Benneth Nwankwo  is a Nigerian documentary photographer and film director. He is from Orumba North Local Government Area, Anambra State, Nigeria.  He is also known for directing high school web miniseries, Like Filtered Water, and 2022 Nigerian Dance Drama TV Series, Breakout. On 10 September 2022, Benneth, was announced as the winner of Outstanding Movie Maker Award, in the 2022 Edition of Anambra Media And Entertainment Award.

Career 
Nwankwo has directed a number of contemporary films, including Like Filtered Water (2021), Abuse Of Rights (2021), This Is My Story (2020) and Dreams and Survival (2020). In April 2021, he was told that he would be directing the feature film A Place Between Colours.

On the tenth of September 2022, Benneth Nwankwo, was announced as the winner of Outstanding Movie Maker Award in the 2022 Anambra Media And Entertainment Award.

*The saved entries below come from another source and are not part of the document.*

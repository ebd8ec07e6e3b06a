use chrono::{DateTime, Utc};
use serde::{Deserialize, Serialize};
use sqlx::{postgres::PgRow, FromRow, Row};

/// A comment together with its resolved author
#[derive(Debug, Clone, PartialEq, Serialize, Deserialize)]
pub struct Comment {
    pub id: i64,
    pub game_id: i64,
    pub content: String,
    pub created_at: DateTime<Utc>,
    pub user: CommentAuthor,
}

#[derive(Debug, Clone, PartialEq, Serialize, Deserialize)]
pub struct CommentAuthor {
    pub id: i64,
    pub username: String,
}

// Rows come from `comments JOIN users`, author columns are user_id/username
impl<'r> FromRow<'r, PgRow> for Comment {
    fn from_row(row: &'r PgRow) -> Result<Self, sqlx::Error> {
        Ok(Self {
            id: row.try_get("id")?,
            game_id: row.try_get("game_id")?,
            content: row.try_get("content")?,
            created_at: row.try_get("created_at")?,
            user: CommentAuthor {
                id: row.try_get("user_id")?,
                username: row.try_get("username")?,
            },
        })
    }
}
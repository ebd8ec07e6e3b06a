// handlers/protected/lists.rs - library and now-playing membership
//
// GET    /api/users/{library,now_playing}
// POST   /api/users/:sub/{library,now_playing}/:game_id
// DELETE /api/users/:sub/{library,now_playing}/:game_id
// DELETE /api/users/{library,now_playing}/:game_id
// GET    /api/users/game_status/:game_id

use axum::extract::State;
use serde_json::{json, Value};
use tracing::info;

use crate::database::models::{GameStatus, GameSummary};
use crate::database::MembershipList;
use crate::error::ApiError;
use crate::middleware::{ApiPath, ApiResponse, ApiResult, CurrentUser};
use crate::state::AppState;

fn flag_name(list: MembershipList) -> &'static str {
    match list {
        MembershipList::Library => "in_library",
        MembershipList::NowPlaying => "in_now_playing",
    }
}

fn membership_body(list: MembershipList, message: String, member: bool) -> Value {
    let mut body = json!({ "message": message });
    body[flag_name(list)] = Value::Bool(member);
    body
}

async fn list_games(state: &AppState, current: &CurrentUser, list: MembershipList) -> ApiResult<Vec<GameSummary>> {
    let games = state.store.memberships(list, current.user.id).await?;
    Ok(ApiResponse::success(games))
}

async fn add(
    state: &AppState,
    current: &CurrentUser,
    list: MembershipList,
    sub: &str,
    game_id: i64,
) -> ApiResult<Value> {
    current.ensure_subject(sub)?;

    let inserted = state.store.add_membership(list, current.user.id, game_id).await?;
    let message = if inserted {
        info!("User {} added game {} to {}", current.user.id, game_id, list.display_name());
        format!("Game added to {}", list.display_name())
    } else {
        format!("Game already in {}", list.display_name())
    };

    Ok(ApiResponse::success(membership_body(list, message, true)))
}

async fn remove_for_subject(
    state: &AppState,
    current: &CurrentUser,
    list: MembershipList,
    sub: &str,
    game_id: i64,
) -> ApiResult<Value> {
    current.ensure_subject(sub)?;

    let removed = state.store.remove_membership(list, current.user.id, game_id).await?;
    let message = if removed {
        format!("Game removed from {}", list.display_name())
    } else {
        format!("Game not in {}", list.display_name())
    };

    Ok(ApiResponse::success(membership_body(list, message, false)))
}

async fn remove(
    state: &AppState,
    current: &CurrentUser,
    list: MembershipList,
    game_id: i64,
) -> ApiResult<Value> {
    let removed = state.store.remove_membership(list, current.user.id, game_id).await?;
    if !removed {
        return Err(ApiError::not_found(format!("Game not in {}", list.display_name())));
    }

    Ok(ApiResponse::success(json!({
        "message": format!("Game removed from {}", list.display_name())
    })))
}

pub async fn library(State(state): State<AppState>, current: CurrentUser) -> ApiResult<Vec<GameSummary>> {
    list_games(&state, &current, MembershipList::Library).await
}

pub async fn now_playing(State(state): State<AppState>, current: CurrentUser) -> ApiResult<Vec<GameSummary>> {
    list_games(&state, &current, MembershipList::NowPlaying).await
}

pub async fn library_add(
    State(state): State<AppState>,
    current: CurrentUser,
    ApiPath((sub, game_id)): ApiPath<(String, i64)>,
) -> ApiResult<Value> {
    add(&state, &current, MembershipList::Library, &sub, game_id).await
}

pub async fn now_playing_add(
    State(state): State<AppState>,
    current: CurrentUser,
    ApiPath((sub, game_id)): ApiPath<(String, i64)>,
) -> ApiResult<Value> {
    add(&state, &current, MembershipList::NowPlaying, &sub, game_id).await
}

pub async fn library_remove_for_subject(
    State(state): State<AppState>,
    current: CurrentUser,
    ApiPath((sub, game_id)): ApiPath<(String, i64)>,
) -> ApiResult<Value> {
    remove_for_subject(&state, &current, MembershipList::Library, &sub, game_id).await
}

pub async fn now_playing_remove_for_subject(
    State(state): State<AppState>,
    current: CurrentUser,
    ApiPath((sub, game_id)): ApiPath<(String, i64)>,
) -> ApiResult<Value> {
    remove_for_subject(&state, &current, MembershipList::NowPlaying, &sub, game_id).await
}

pub async fn library_remove(
    State(state): State<AppState>,
    current: CurrentUser,
    ApiPath(game_id): ApiPath<i64>,
) -> ApiResult<Value> {
    remove(&state, &current, MembershipList::Library, game_id).await
}

pub async fn now_playing_remove(
    State(state): State<AppState>,
    current: CurrentUser,
    ApiPath(game_id): ApiPath<i64>,
) -> ApiResult<Value> {
    remove(&state, &current, MembershipList::NowPlaying, game_id).await
}

pub async fn game_status(
    State(state): State<AppState>,
    current: CurrentUser,
    ApiPath(game_id): ApiPath<i64>,
) -> ApiResult<GameStatus> {
    let status = state.store.game_status(current.user.id, game_id).await?;
    Ok(ApiResponse::success(status))
}

#[cfg(test)]
mod tests {
    use super::*;

    #[test]
    fn membership_body_uses_list_flag() {
        let body = membership_body(MembershipList::NowPlaying, "Game added to Now Playing".to_string(), true);
        assert_eq!(body["in_now_playing"], true);
        assert!(body.get("in_library").is_none());
        assert_eq!(body["message"], "Game added to Now Playing");
    }
}
//! Identity verification for bearer credentials issued by the identity provider.

pub mod keys;

use axum::http::HeaderMap;
use serde::{Deserialize, Serialize};
use thiserror::Error;

pub use keys::TokenVerifier;

/// Verified claims carried by an access token
#[derive(Debug, Clone, Serialize, Deserialize)]
pub struct Claims {
    /// Identity provider subject, e.g. `auth0|64f1c0...`
    pub sub: String,
    /// RBAC permissions granted to the subject
    pub permissions: Vec<String>,
    #[serde(default, skip_serializing_if = "Option::is_none")]
    pub nickname: Option<String>,
    #[serde(default, skip_serializing_if = "Option::is_none")]
    pub email: Option<String>,
    pub exp: i64,
}

impl Claims {
    pub fn has_permission(&self, permission: Permission) -> bool {
        self.permissions.iter().any(|p| p == permission.as_str())
    }
}

/// Named permissions understood by the API
#[derive(Debug, Clone, Copy, PartialEq, Eq)]
pub enum Permission {
    /// Baseline tier, granted to every signed-up subject
    ReadGames,
    /// Elevated tier
    EditGames,
    /// Elevated tier
    DeleteGames,
}

impl Permission {
    pub fn as_str(&self) -> &'static str {
        match self {
            Permission::ReadGames => "get:games",
            Permission::EditGames => "patch:games",
            Permission::DeleteGames => "delete:games",
        }
    }
}

impl std::fmt::Display for Permission {
    fn fmt(&self, f: &mut std::fmt::Formatter<'_>) -> std::fmt::Result {
        f.write_str(self.as_str())
    }
}

#[derive(Debug, Error)]
pub enum AuthError {
    #[error("Authorization header is expected")]
    MissingCredential,

    #[error("{0}")]
    MalformedHeader(&'static str),

    #[error("Token expired")]
    Expired,

    #[error("Unable to find the appropriate signing key")]
    UnknownKey,

    #[error("Invalid token: {0}")]
    InvalidToken(String),

    #[error("Permission '{0}' is required")]
    MissingPermission(String),

    #[error("Key material error: {0}")]
    KeyMaterial(String),
}

/// Extract the bearer token from the Authorization header
pub fn bearer_token(headers: &HeaderMap) -> Result<&str, AuthError> {
    let auth_header = headers
        .get(axum::http::header::AUTHORIZATION)
        .ok_or(AuthError::MissingCredential)?;

    let auth_str = auth_header
        .to_str()
        .map_err(|_| AuthError::MalformedHeader("Invalid Authorization header format"))?;

    let mut parts = auth_str.split_whitespace();
    match (parts.next(), parts.next(), parts.next()) {
        (Some(scheme), Some(token), None) if scheme.eq_ignore_ascii_case("bearer") => Ok(token),
        (Some(scheme), None, None) if scheme.eq_ignore_ascii_case("bearer") => {
            Err(AuthError::MalformedHeader("Token not found"))
        }
        (Some(scheme), _, _) if !scheme.eq_ignore_ascii_case("bearer") => Err(
            AuthError::MalformedHeader("Authorization header must start with \"Bearer\""),
        ),
        _ => Err(AuthError::MalformedHeader(
            "Authorization header must be bearer token",
        )),
    }
}

#[cfg(test)]
mod tests {
    use super::*;
    use axum::http::HeaderValue;

    fn headers_with(value: &str) -> HeaderMap {
        let mut headers = HeaderMap::new();
        headers.insert(
            axum::http::header::AUTHORIZATION,
            HeaderValue::from_str(value).unwrap(),
        );
        headers
    }

    #[test]
    fn extracts_bearer_token() {
        let headers = headers_with("Bearer abc.def.ghi");
        assert_eq!(bearer_token(&headers).unwrap(), "abc.def.ghi");
    }

    #[test]
    fn rejects_missing_and_malformed_headers() {
        assert!(matches!(
            bearer_token(&HeaderMap::new()),
            Err(AuthError::MissingCredential)
        ));
        assert!(matches!(
            bearer_token(&headers_with("Basic abc")),
            Err(AuthError::MalformedHeader(_))
        ));
        assert!(matches!(
            bearer_token(&headers_with("Bearer")),
            Err(AuthError::MalformedHeader("Token not found"))
        ));
        assert!(matches!(
            bearer_token(&headers_with("Bearer a b")),
            Err(AuthError::MalformedHeader(_))
        ));
    }

    #[test]
    fn permission_names_match_provider_rbac() {
        let claims = Claims {
            sub: "auth0|1".to_string(),
            permissions: vec!["get:games".to_string()],
            nickname: None,
            email: None,
            exp: 0,
        };
        assert!(claims.has_permission(Permission::ReadGames));
        assert!(!claims.has_permission(Permission::DeleteGames));
    }
}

He was nominated alongside film makers; Anthony Alex Rapulu Oramali, Nancy Uche and Jamie Godsword.

As a documentary photographer and a talk show host, on 31 January 2020 he hosted what was considered the first indigenous photo exhibition in Anambra state. The event tagged "Akaraka: Anambra Through A Lens", attracted art and entertainment lovers from South East Nigeria and beyond. The event, which also featured live performances, was intended in part to highlight the state's potential as a tourist economy, in hopes of creating economic opportunity and reducing crime. In addition to Nwankwo, the other photographers exhibited were Uju Egwin, Obiora Okoye, and Michael Ike. The former Commissioner for Youth and Creative Economy in Anambra State, Afam Mbanefo, praised Benneth Nwankwo's usage of documentary photographs to tell the stories of Anambra state.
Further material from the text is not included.